ABOUT THIS EXERCISE »
Tally the lines in the entries where the string "Some" appears, and write only the total.

SUPPLIED MATERIAL »

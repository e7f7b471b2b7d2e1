//! The Variable/Expression computation graph.

mod handle;
pub(crate) mod infer;
pub(crate) mod node;
pub mod serial;
pub(crate) mod store;

pub use handle::{Expression, Variable};
pub use infer::infer_op;
pub use node::{BinaryOp, LayoutOrder, OpKind, ReduceOp, UnaryOp, VarInfo};
pub use serial::{load, load_file, load_map, save, save_file, GraphProto, FORMAT_TAG};
pub use store::{compute_count, live_node_count, live_slot_count};

#[cfg(test)]
mod tests {
    use super::*;
    use crate::tensor::{DType, Shape, TensorData};
    use std::sync::{Mutex, MutexGuard};

    /// The arena and its counters are process-global; tests that assert on
    /// them must not interleave.
    fn arena_lock() -> MutexGuard<'static, ()> {
        static LOCK: Mutex<()> = Mutex::new(());
        LOCK.lock().unwrap_or_else(|poisoned| poisoned.into_inner())
    }

    fn constant(values: Vec<f32>, dims: Vec<usize>) -> Variable {
        Variable::constant(TensorData::from_f32(Shape::new(dims), values).unwrap())
    }

    #[test]
    fn handles_refcount_the_arena() {
        let _serial = arena_lock();
        let nodes_before = live_node_count();
        let a = constant(vec![1.0, 2.0], vec![2]);
        let b = a.clone();
        assert_eq!(live_node_count(), nodes_before + 1);
        drop(a);
        assert_eq!(live_node_count(), nodes_before + 1);
        drop(b);
        assert_eq!(live_node_count(), nodes_before);
    }

    #[test]
    fn consumer_edges_keep_inputs_alive() {
        let _serial = arena_lock();
        let nodes_before = live_node_count();
        let a = constant(vec![1.0], vec![1]);
        let b = constant(vec![2.0], vec![1]);
        let expr =
            Expression::create(OpKind::Binary(BinaryOp::Add), &[a.clone(), b.clone()], 1).unwrap();
        let sum = expr.output(0).unwrap();
        drop(expr);
        drop(a);
        drop(b);
        // The sum still owns its operands through input edges.
        assert_eq!(live_node_count(), nodes_before + 3);
        drop(sum);
        assert_eq!(live_node_count(), nodes_before);
    }

    #[test]
    fn consumer_back_references_do_not_extend_lifetimes() {
        let a = constant(vec![1.0], vec![1]);
        let expr = Expression::create(OpKind::Unary(UnaryOp::Neg), &[a.clone()], 1).unwrap();
        let neg = expr.output(0).unwrap();
        assert_eq!(a.link_number(), 1);
        drop(neg);
        drop(expr);
        // The consumer died; its back-edge must be gone, not dangling.
        assert_eq!(a.link_number(), 0);
        assert!(a.consumers().is_empty());
    }

    #[test]
    fn expression_handles_keep_nodes_alive() {
        let a = constant(vec![1.0], vec![1]);
        let (expr, index) = a.expr().unwrap();
        assert_eq!(index, 0);
        let expr_clone = expr.clone();
        drop(a);
        drop(expr);
        // The remaining expression handle still owns the node.
        let revived = expr_clone.output(0).unwrap();
        assert_eq!(revived.read().unwrap().as_f32().unwrap(), &[1.0]);
        drop(revived);
        drop(expr_clone);
    }

    #[test]
    fn info_reports_not_available_for_undeclared_input() {
        let input = Variable::input(DType::F32, None);
        assert!(matches!(
            input.info(),
            Err(crate::backend::EngineError::InfoNotAvailable)
        ));
        input.resize(vec![2, 2]).unwrap();
        let info = input.info().unwrap();
        assert_eq!(info.shape.dims(), &[2, 2]);
    }

    #[test]
    fn replace_redirects_existing_handles() {
        let a = constant(vec![1.0, 1.0], vec![2]);
        let b = constant(vec![5.0, 6.0], vec![2]);
        let held = a.clone();
        Variable::replace(&a, &b).unwrap();
        let value = held.read().unwrap();
        assert_eq!(value.as_f32().unwrap(), &[5.0, 6.0]);
    }

    #[test]
    fn write_map_requires_pairing() {
        let input = Variable::input(DType::F32, Some(Shape::new(vec![2])));
        let (ptr, len) = input.write_map().unwrap();
        assert_eq!(len, 8);
        assert!(!ptr.is_null());
        assert!(input.write_map().is_err());
        input.unmap().unwrap();
        assert!(input.unmap().is_err());
    }

    #[test]
    fn save_load_round_trip_preserves_structure() {
        let a = constant(vec![1.0, 2.0, 3.0, 4.0], vec![2, 2]);
        let expr = Expression::create(OpKind::Unary(UnaryOp::Neg), &[a], 1).unwrap();
        let out = expr.output(0).unwrap();
        out.set_name("probe").unwrap();

        let bytes = save(std::slice::from_ref(&out)).unwrap();
        let loaded = load_map(&bytes).unwrap();
        assert_eq!(loaded.len(), 1);
        let (name, var) = &loaded[0];
        assert_eq!(name, "probe");
        let info = var.info().unwrap();
        assert_eq!(info.shape.dims(), &[2, 2]);
        assert_eq!(info.dtype, DType::F32);
    }

    #[test]
    fn save_load_through_a_file() {
        let dir = tempfile::tempdir().unwrap();
        let path = dir.path().join("probe.skein");

        let value = constant(vec![4.0, 9.0], vec![2]);
        value.set_name("weights").unwrap();
        save_file(std::slice::from_ref(&value), &path).unwrap();

        let loaded = load_file(&path).unwrap();
        assert_eq!(loaded.len(), 1);
        assert_eq!(loaded[0].name().as_deref(), Some("weights"));
        assert_eq!(loaded[0].read().unwrap().as_f32().unwrap(), &[4.0, 9.0]);
    }

    #[test]
    fn load_rejects_wrong_version() {
        let err = load(b"not a graph");
        assert!(err.is_err());
    }
}
//! Execution contexts: lazy/eager gating, backend defaults, and cache GC.

mod eval;
mod scope;

pub use scope::{depth, enter, with_executor, ExecutorScope};

use std::sync::{Arc, Mutex, OnceLock};

use crate::backend::{registry, Backend, EngineError, EngineResult, ScheduleConfig};
use crate::graph::node::ExprId;
use crate::graph::store::with_store;
use crate::graph::Variable;

struct ExecutorState {
    lazy: bool,
    schedule: ScheduleConfig,
}

/// Reference-counted execution context. Controls whether expression
/// construction defers computation, which backend evaluates forced values,
/// and how many workers that backend may use.
pub struct Executor {
    state: Mutex<ExecutorState>,
}

impl Executor {
    /// Creates an executor with the given schedule. Backend availability is
    /// checked at compute time, so constructing an executor for an
    /// unregistered backend succeeds and computing through it fails.
    pub fn new(schedule: ScheduleConfig) -> Arc<Executor> {
        Arc::new(Executor {
            state: Mutex::new(ExecutorState {
                lazy: true,
                schedule,
            }),
        })
    }

    /// The process-wide default executor (lazy, default schedule).
    pub fn global() -> Arc<Executor> {
        static GLOBAL: OnceLock<Arc<Executor>> = OnceLock::new();
        Arc::clone(GLOBAL.get_or_init(|| Executor::new(ScheduleConfig::default())))
    }

    /// The innermost scoped executor on this thread, falling back to the
    /// global one.
    pub fn current() -> Arc<Executor> {
        scope::current_scoped().unwrap_or_else(Executor::global)
    }

    pub fn lazy_eval(&self) -> bool {
        self.state.lock().expect("executor state poisoned").lazy
    }

    /// Switches between lazy and eager construction at runtime. Only nodes
    /// created after the switch are affected.
    pub fn set_lazy_eval(&self, lazy: bool) {
        self.state.lock().expect("executor state poisoned").lazy = lazy;
    }

    pub fn schedule(&self) -> ScheduleConfig {
        self.state
            .lock()
            .expect("executor state poisoned")
            .schedule
            .clone()
    }

    pub fn set_schedule(&self, schedule: ScheduleConfig) {
        self.state.lock().expect("executor state poisoned").schedule = schedule;
    }

    /// Resolves the backend named by this executor's schedule, trying the
    /// backup kind when the primary is unavailable.
    fn backend(&self) -> EngineResult<Arc<dyn Backend>> {
        let schedule = self.schedule();
        registry::create_backend(schedule.kind)
            .or_else(|| registry::create_backend(schedule.backup))
            .ok_or_else(|| EngineError::BackendUnavailable(schedule.kind.name().into()))
    }

    /// Forces evaluation of the given variables. Every reachable pending
    /// node is computed exactly once; already-computed values are reused.
    pub fn compute(&self, vars: &[Variable]) -> EngineResult<()> {
        let roots = collect_roots(vars)?;
        let backend = self.backend().ok();
        let threads = self.schedule().worker_count();
        eval::compute_nodes(backend.as_ref(), threads, &roots)
    }

    /// Ensures shapes and backend resources exist for the given variables
    /// without materializing any value.
    pub fn prepare_compute(&self, vars: &[Variable]) -> EngineResult<()> {
        let roots = collect_roots(vars)?;
        eval::prepare_nodes(&roots)
    }

    pub(crate) fn compute_nodes(&self, roots: &[ExprId]) -> EngineResult<()> {
        let backend = self.backend().ok();
        let threads = self.schedule().worker_count();
        eval::compute_nodes(backend.as_ref(), threads, roots)
    }

    /// Discards cached intermediate buffers not denoted by any live
    /// variable. Safe at any time; values stay recomputable.
    pub fn gc(&self) {
        with_store(|store| store.gc());
    }
}

fn collect_roots(vars: &[Variable]) -> EngineResult<Vec<ExprId>> {
    with_store(|store| {
        vars.iter()
            .map(|var| Ok(store.target_of(var.slot_id())?.node))
            .collect()
    })
}

#[cfg(test)]
mod tests {
    use super::*;

    #[test]
    fn scope_stack_restores_in_reverse_order() {
        let a = Executor::new(ScheduleConfig::default());
        let b = Executor::new(ScheduleConfig::default());
        let c = Executor::new(ScheduleConfig::default());

        assert!(Arc::ptr_eq(&Executor::current(), &Executor::global()));
        {
            let _ga = enter(Arc::clone(&a));
            assert!(Arc::ptr_eq(&Executor::current(), &a));
            {
                let _gb = enter(Arc::clone(&b));
                assert!(Arc::ptr_eq(&Executor::current(), &b));
                {
                    let _gc = enter(Arc::clone(&c));
                    assert!(Arc::ptr_eq(&Executor::current(), &c));
                    assert_eq!(depth(), 3);
                }
                assert!(Arc::ptr_eq(&Executor::current(), &b));
            }
            assert!(Arc::ptr_eq(&Executor::current(), &a));
        }
        assert!(Arc::ptr_eq(&Executor::current(), &Executor::global()));
        assert_eq!(depth(), 0);
    }

    #[test]
    fn scope_unwinds_on_panic() {
        let a = Executor::new(ScheduleConfig::default());
        let result = std::panic::catch_unwind(std::panic::AssertUnwindSafe(|| {
            let _guard = enter(Arc::clone(&a));
            panic!("boom");
        }));
        assert!(result.is_err());
        assert_eq!(depth(), 0);
    }

    #[test]
    fn lazy_flag_is_switchable() {
        let executor = Executor::new(ScheduleConfig::default());
        assert!(executor.lazy_eval());
        executor.set_lazy_eval(false);
        assert!(!executor.lazy_eval());
        executor.set_lazy_eval(true);
        assert!(executor.lazy_eval());
    }
}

WRITTEN REPLY »
2